Naturalmente, los primeros problemas a que han tenido que dar cara los dirigentes de las
J.O.N.S. es a reorganizar los cuadros del Partido.
Tenemos noticia de que ello se efectúa con pleno éxito y rapidez en los lugares donde ya de
antiguo el espíritu jonsista- y no sólo de nombre -predominaba en la organización antigua.
Es norma de la Junta Central Ejecutiva dedicar primordialmente su actividad a lograr la
extensión inmediata de las J.O.N.S. en tres o cuatro focos vitales de España. Una gran
población industrial; un centro estratégico agrario, campesino; una gran ciudad hoy desorbitada
de la unidad nacional, y, por último, Madrid, que es, quiérase o no, el centro que más influye
en la vida de España.
* * *
Hoy, por falta de espacio, nos limitaremos a señalar el espíritu magnífico con que los
jonsistas de Valencia han hecho frente a la primera etapa de la reorganización.
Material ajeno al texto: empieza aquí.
use crate::application::dto::{GenerateRequest, GenerateResponse};
use crate::application::use_cases::VerifyLinksUseCase;
use crate::build_planning::domain::{BuildInfo, ImageReference, VerificationReport};
use crate::build_planning::services::{FragmentScanner, ImageResolver};
use crate::ports::outbound::{FragmentReader, LinkChecker, ProgressReporter};
use crate::shared::error::BuildHelperError;
use crate::shared::Result;

/// Verified builds and the images that had nothing to build
type ResolvedBuilds = (Vec<BuildInfo>, Vec<ImageReference>);

/// GenerateBuildArtifactsUseCase - Core use case for build plan generation
///
/// Scans the fragments, resolves every image and verifies every Dockerfile
/// link. Rendering and writing the outputs is left to the caller, which only
/// gets a response once the whole plan is known to be valid.
///
/// # Type Parameters
/// * `FR` - FragmentReader implementation
/// * `LC` - LinkChecker implementation
/// * `PR` - ProgressReporter implementation
pub struct GenerateBuildArtifactsUseCase<FR, LC, PR> {
    fragment_reader: FR,
    link_checker: LC,
    progress_reporter: PR,
    resolver: ImageResolver,
}

impl<FR, LC, PR> GenerateBuildArtifactsUseCase<FR, LC, PR>
where
    FR: FragmentReader,
    LC: LinkChecker,
    PR: ProgressReporter,
{
    /// Creates a new use case backed by the built-in resolution table
    pub fn new(fragment_reader: FR, link_checker: LC, progress_reporter: PR) -> Self {
        Self::with_resolver(
            fragment_reader,
            link_checker,
            progress_reporter,
            ImageResolver::new(),
        )
    }

    pub fn with_resolver(
        fragment_reader: FR,
        link_checker: LC,
        progress_reporter: PR,
        resolver: ImageResolver,
    ) -> Self {
        Self {
            fragment_reader,
            link_checker,
            progress_reporter,
            resolver,
        }
    }

    /// Executes the generation use case
    ///
    /// # Errors
    /// - `FragmentParseError` if a fragment is not a valid compose mapping
    /// - `ResolutionError` for the first image missing from the table
    /// - `BrokenLinks` listing every unreachable Dockerfile, after all checks ran
    pub async fn execute(&self, request: GenerateRequest) -> Result<GenerateResponse> {
        // Step 1: Bootstrap images, then everything the fragments declare
        let images = self.collect_images(&request)?;

        // Step 2: Resolve every image; a single unknown image aborts the run
        let (builds, skipped) = self.resolve_images(&images)?;

        // Step 3: Verify every declared Dockerfile link
        let verification = self
            .verify_links(&builds, request.max_concurrent_checks)
            .await;

        // Step 4: Gate on the aggregate
        self.ensure_all_reachable(&verification)?;

        Ok(GenerateResponse::new(builds, skipped, verification))
    }

    fn collect_images(&self, request: &GenerateRequest) -> Result<Vec<ImageReference>> {
        self.progress_reporter.report(&format!(
            "📂 Scanning docker-compose fragments in: {}",
            request.fragments_dir.display()
        ));

        let fragments = self.fragment_reader.read_fragments(&request.fragments_dir)?;
        let scanned = FragmentScanner::scan(&fragments)?;

        self.progress_reporter.report(&format!(
            "✅ Found {} image reference(s) in {} fragment(s)",
            scanned.len(),
            fragments.len()
        ));

        Ok(request
            .bootstrap_images
            .iter()
            .cloned()
            .chain(scanned)
            .collect())
    }

    fn resolve_images(&self, images: &[ImageReference]) -> Result<ResolvedBuilds> {
        let mut builds = Vec::with_capacity(images.len());
        let mut skipped = Vec::new();

        for image in images {
            self.progress_reporter.report(&format!("Image: {}", image));

            let info = self.resolver.try_resolve(image)?;
            if info.has_no_dockerfile() {
                self.progress_reporter.report_error(&format!(
                    "⚠️  Warning: No Dockerfile known for image {}, skipping it.",
                    image
                ));
                skipped.push(image.clone());
                continue;
            }
            builds.push(info);
        }

        Ok((builds, skipped))
    }

    async fn verify_links(
        &self,
        builds: &[BuildInfo],
        max_concurrent_checks: usize,
    ) -> VerificationReport {
        self.progress_reporter
            .report("🔗 Verifying Dockerfile links...");

        let verifier = VerifyLinksUseCase::new(&self.link_checker, max_concurrent_checks);
        verifier
            .verify_all(builds, |done, total| {
                self.progress_reporter
                    .report_progress(done, total, Some("Checking Dockerfile links"));
            })
            .await
    }

    fn ensure_all_reachable(&self, verification: &VerificationReport) -> Result<()> {
        let broken = verification.broken();
        if broken.is_empty() {
            self.progress_reporter.report_completion(&format!(
                "✅ All {} Dockerfile link(s) are reachable",
                verification.len()
            ));
            return Ok(());
        }

        for link in &broken {
            self.progress_reporter.report_error(&format!(
                "\tBroken link detected for image {} ({})",
                link.image, link.url
            ));
        }

        Err(BuildHelperError::broken_links(broken).into())
    }
}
Maximiliano
Lloret, con Gaspar Bacigalupe, Juan Estrada, Pinedo, P. Cortés, Borrego, Calabuig y varios más,
han desplegado tal actividad que en pocos días se desmoronó la organización de F.E. y
consiguieron que tanto los camaradas de Valencia como los de todos los pueblos de la región se
enterasen de un modo verdadero de lo acontecido en el Partido. Es decir, destruyeron la base
calumniosa sobre la que los dirigentes falangistas explicaban la escisión de las J.O.N.S.
Y es más de destacar este hecho triunfal de Valencia, si se tiene en cuenta que semanas antes
el mismo Primo de Rivera había nombrado al camarada Lloret para la Secretaría general de toda
la región valenciana y a Bacigalupe para la organización sindical en la misma zona. Y que
fueron presionados y halagados por el mismo Primo para que no abandonasen su disciplina. Estos
dos camaradas, sin embargo, sabiendo a lo que obligaba en aquel momento el carácter de jonsistas,
no vacilaron en acogerse a nuestras filas y maniobrar con la rapidez, la eficacia y el éxito que
antes dijimos.
* * *
En Madrid, donde inmediatamente fue nombrado un Comité o Junta local de reorganización,
bastaron dos o tres días para movilizar tras de las J.O.N.S. a casi todos los antiguos
camaradas. No han llegado a ocho o diez los vacilantes, y de ellos tan sólo dos o tres por
espíritu verdadero de traidores. Ya los señalaremos a la atención del Partido. Pero en Madrid
se ha dado otro magnífico fenómeno. Desde el primer día, el mayor número de adhesiones a las
J.O.N.S. era de los antiguos de F.E., los más jóvenes, revolucionarios y resueltos. Hasta el
punto de que Primo se vio obligado a disolver todos los organismos de la sección de Madrid y
proceder con los pocos que quedaron a una reorganización nueva.